Israel memang pantas disebut sebagai penjahat perang dan kemanusiaan. Sejumlah perang sudah mereka lakoni, termasuk Perang Libanon 2006, Perang 2008 dengan Hamas, dan terakhir operasi militer bersandi Tiang Pertahanan selama sepekan.
Julukan itu sudah kerap disematkan oleh para pengunjuk rasa dan pelbagai kelompok pemantau hak asasi terhadap negara Zionis itu. Bahkan, tim pencari fakta bentukan Dewan Hak Asasi Perserikatan Bangsa-Bangsa menyimpulkan Israel melakukan kejahatan perang dalam Perang Gaza empat tahun lalu yang menewaskan lebih dari 1.400 orang, kebanyakan warga sipil.
Namun, sungguh sulit membawa para petinggi sipil dan militer Israel ke Pengadilan Kejahatan Internasional. Hal ini diakui pula oleh Broto Wardoyo, dosen jurusan Hubungan Internasional di Universitas Indonesia.
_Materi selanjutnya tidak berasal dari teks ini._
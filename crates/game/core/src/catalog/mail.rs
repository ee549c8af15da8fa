use chrono::NaiveDate;

use crate::catalog::Reward;
use crate::state::types::MessageId;

pub trait MailOracle: Send + Sync {
    fn template(&self, id: MessageId) -> Option<MailTemplate>;

    /// Every template, ordered by id.
    fn all_templates(&self) -> Vec<MailTemplate>;
}

/// Static content of a mail message.
#[derive(Clone, Debug, PartialEq, Eq)]
#[cfg_attr(feature = "serde", derive(serde::Serialize, serde::Deserialize))]
pub struct MailTemplate {
    pub id: MessageId,
    pub sender: String,
    pub subject: String,
    #[cfg_attr(feature = "serde", serde(default))]
    pub body: String,
    pub date: NaiveDate,
    #[cfg_attr(feature = "serde", serde(default))]
    pub reward: Option<Reward>,
    /// Unread when a new game seeds the mailbox.
    #[cfg_attr(feature = "serde", serde(default = "default_true"))]
    pub starts_new: bool,
    #[cfg_attr(feature = "serde", serde(default))]
    pub starts_deleted: bool,
}

#[cfg(feature = "serde")]
fn default_true() -> bool {
    true
}

impl MailTemplate {
    pub fn new(
        id: MessageId,
        sender: impl Into<String>,
        subject: impl Into<String>,
        date: NaiveDate,
    ) -> Self {
        Self {
            id,
            sender: sender.into(),
            subject: subject.into(),
            body: String::new(),
            date,
            reward: None,
            starts_new: true,
            starts_deleted: false,
        }
    }

    pub fn with_reward(mut self, reward: Reward) -> Self {
        self.reward = Some(reward);
        self
    }
}
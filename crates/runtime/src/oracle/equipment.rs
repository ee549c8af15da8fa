//! [`menu_core::EquipmentOracle`] backed by an ordered map.
use std::collections::BTreeMap;

use menu_core::{EquipmentDefinition, EquipmentId, EquipmentOracle};

#[derive(Debug, Default)]
pub struct EquipmentOracleImpl {
    definitions: BTreeMap<EquipmentId, EquipmentDefinition>,
}

impl EquipmentOracleImpl {
    pub fn new(definitions: impl IntoIterator<Item = EquipmentDefinition>) -> Self {
        Self {
            definitions: definitions.into_iter().map(|def| (def.id, def)).collect(),
        }
    }

    pub fn add_definition(&mut self, def: EquipmentDefinition) {
        self.definitions.insert(def.id, def);
    }
}

impl EquipmentOracle for EquipmentOracleImpl {
    fn equipment(&self, id: EquipmentId) -> Option<EquipmentDefinition> {
        self.definitions.get(&id).cloned()
    }

    fn all_equipment(&self) -> Vec<EquipmentDefinition> {
        self.definitions.values().cloned().collect()
    }
}
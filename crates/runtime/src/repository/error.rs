//! Error types raised by repository implementations.

use thiserror::Error;

/// Errors surfaced by repository implementations.
#[derive(Debug, Error)]
pub enum RepositoryError {
    #[error("state repository lock was poisoned")]
    LockPoisoned,

    #[error("I/O error: {0}")]
    Io(#[from] std::io::Error),

    #[error("JSON error: {0}")]
    Json(String),

    #[error("corrupted data: {0}")]
    CorruptedData(String),
}

impl RepositoryError {
    /// True when stored data exists but cannot be decoded.
    pub fn is_corruption(&self) -> bool {
        matches!(self, Self::CorruptedData(_))
    }
}

pub type Result<T> = std::result::Result<T, RepositoryError>;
Dia pernah berkuliah di Israel.
Berikut penuturan Broto kepada Islahuddin dari merdeka.comsaat ditemui di ruang dosen kampusnya, Rabu (21/11) siang.
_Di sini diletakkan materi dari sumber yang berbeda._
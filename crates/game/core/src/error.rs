//! Common error infrastructure for menu-core.
//!
//! Domain-specific errors (e.g. `PurchaseError`, `LevelUpError`) live next to
//! the transactions that raise them. This module provides the shared
//! classification every one of them reports through [`GameError`].
//!
//! # Design Principles
//!
//! - **Values, not panics**: insufficient funds is a frequent, expected outcome
//!   and travels as an `Err` value the caller branches on
//! - **Severity Classification**: errors are categorized so hosts can decide
//!   between a user-facing failure event, a log line, or a bug report

/// Severity level of an error, used for categorization and recovery strategies.
#[derive(Clone, Copy, Debug, PartialEq, Eq, Hash, strum::Display, strum::AsRefStr)]
#[cfg_attr(feature = "serde", derive(serde::Serialize, serde::Deserialize))]
#[strum(serialize_all = "snake_case")]
pub enum ErrorSeverity {
    /// Rejected transaction: insufficient funds or potions, unknown id,
    /// duplicate claim. Recovered locally and surfaced as a failure event.
    Validation,

    /// Save or load I/O failure. Recovered by keeping the last good in-memory
    /// state or falling back to a new game.
    Persistence,

    /// Catalog reference missing. The affected datum is skipped.
    DataIntegrity,

    /// Aggregate invariant violated after a transaction was applied.
    ///
    /// These indicate bugs; the transaction is discarded.
    Internal,
}

impl ErrorSeverity {
    /// Returns true if the session can continue normally after this error.
    pub const fn is_recoverable(&self) -> bool {
        !matches!(self, Self::Internal)
    }

    /// Returns true if this error indicates an internal bug.
    pub const fn is_internal(&self) -> bool {
        matches!(self, Self::Internal)
    }
}

/// Common trait for all menu-core errors.
///
/// # Implementation Guidelines
///
/// - Use `#[derive(thiserror::Error)]` for Display/Error impl
/// - Classify severity based on recoverability, not impact
pub trait GameError: core::fmt::Display + core::fmt::Debug {
    /// Returns the severity level of this error.
    fn severity(&self) -> ErrorSeverity;

    /// Returns a static string identifier for this error variant.
    ///
    /// Used as the stable reason code carried by failure events.
    fn error_code(&self) -> &'static str {
        core::any::type_name::<Self>()
    }
}
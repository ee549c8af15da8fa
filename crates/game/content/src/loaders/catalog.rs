//! The full set of catalog definitions loaded from one source.

use std::collections::BTreeSet;

use menu_core::{
    CharacterDefinition, ChatLine, EquipmentDefinition, EquipmentId, LevelDefinition,
    MailTemplate, Reward, ShopItemDefinition,
};

/// Every catalog table, ready to be handed to runtime oracles.
#[derive(Clone, Debug, Default, PartialEq, Eq)]
pub struct CatalogData {
    pub shop_items: Vec<ShopItemDefinition>,
    pub equipment: Vec<EquipmentDefinition>,
    pub characters: Vec<CharacterDefinition>,
    pub mail: Vec<MailTemplate>,
    pub levels: Vec<LevelDefinition>,
    pub chat: Vec<ChatLine>,
}

impl CatalogData {
    /// Lists references to equipment ids that have no definition.
    ///
    /// Dangling references are not fatal: the affected datum is skipped at
    /// use. Each one is logged as a warning.
    pub fn dangling_equipment(&self) -> Vec<EquipmentId> {
        let known: BTreeSet<EquipmentId> = self.equipment.iter().map(|piece| piece.id).collect();

        let from_shop = self.shop_items.iter().map(|item| item.content);
        let from_mail = self.mail.iter().filter_map(|message| message.reward);
        let rewarded = from_shop.chain(from_mail).filter_map(|reward| match reward {
            Reward::Equipment(id) => Some(id),
            _ => None,
        });
        let default_gear = self
            .characters
            .iter()
            .flat_map(|character| character.default_gear.iter().copied());

        let dangling: BTreeSet<EquipmentId> = rewarded
            .chain(default_gear)
            .filter(|id| !known.contains(id))
            .collect();

        for id in &dangling {
            tracing::warn!(equipment = %id, "catalog references undefined equipment");
        }
        dangling.into_iter().collect()
    }
}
Apakah layak Israel disebut sebagai penjahat perang?
Kalau definisi penjahat perang, sebetulnya mereka menyalahi aturan perang. Pertanyaannya kemudian, apakah Israel menyalahi aturan itu? Yang dianggap penjahat perang itu mereka yang memunculkan korban non-militer. Itu dilakukan oleh Israel dengan serangan ini.
Kemudian pertanyaannya juga akan dibalik, apakah kelompok-kelompok Palestina juga melakukan tindakan itu? Sebenarnya sekarang kita tidak hanya bicara Harakah Muqawamah al-Islamiyyah (Hamas). Terus apakah mereka hanya menyasar target militer, jadi akan lebih ke arah sana. Sebenarnya yang terjadi sekarang ini bentuk perang berbeda, ini bukan perang konvensional. Kalau kita melihat yang terjadi antara Israel dan kelompok-kelompok Palestina, itu dikategorikan perang generasi keempat. Mereka menyebut konflik melibatkan aktor negara dengan non-negara.
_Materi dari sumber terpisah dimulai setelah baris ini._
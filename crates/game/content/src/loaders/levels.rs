//! Level list and home chat script loaders.

use std::path::Path;

use menu_core::{ChatLine, LevelDefinition};
use serde::{Deserialize, Serialize};

use crate::loaders::{LoadResult, ensure_unique_ids, parse_ron, read_file};

#[derive(Debug, Clone, Serialize, Deserialize)]
pub struct LevelCatalog {
    pub levels: Vec<LevelDefinition>,
}

pub struct LevelLoader;

impl LevelLoader {
    pub fn load(path: &Path) -> LoadResult<Vec<LevelDefinition>> {
        Self::parse(&read_file(path)?)
    }

    pub fn parse(content: &str) -> LoadResult<Vec<LevelDefinition>> {
        let catalog: LevelCatalog = parse_ron(content, "level catalog")?;
        ensure_unique_ids(&catalog.levels, |level| level.id, "level")?;
        Ok(catalog.levels)
    }
}

#[derive(Debug, Clone, Serialize, Deserialize)]
pub struct ChatScript {
    pub lines: Vec<ChatLine>,
}

/// Loader for the home-screen chat script. Line order is display order.
pub struct ChatLoader;

impl ChatLoader {
    pub fn load(path: &Path) -> LoadResult<Vec<ChatLine>> {
        Self::parse(&read_file(path)?)
    }

    pub fn parse(content: &str) -> LoadResult<Vec<ChatLine>> {
        let script: ChatScript = parse_ron(content, "chat script")?;
        Ok(script.lines)
    }
}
Karakternya berbeda, taktik dan strategi digunakan berbeda. Kalau dalam perang generasi keempat, seninya di mana kelompok-kelompok kecil ini mampu mengalahkan negara sudah mapan dengan kekuatan militer dan segala macamnya.
Kemudian pekerjaan rumahnya, bagaimana yang kuat itu merespons tantangan-tantangan. Itu Yang terjadi dan dilakukan Israel karena mereka mengalami masalah ini dengan konsisten sejak 1948. Mereka berusaha mengembangkan strategi perang untuk menghadapi ancaman-ancaman seperti ini. Kalau dalam klasifikasi perang disebut sebagai ancaman-ancaman kecil, bukan besar. Jadi itu yang mereka kembangkan.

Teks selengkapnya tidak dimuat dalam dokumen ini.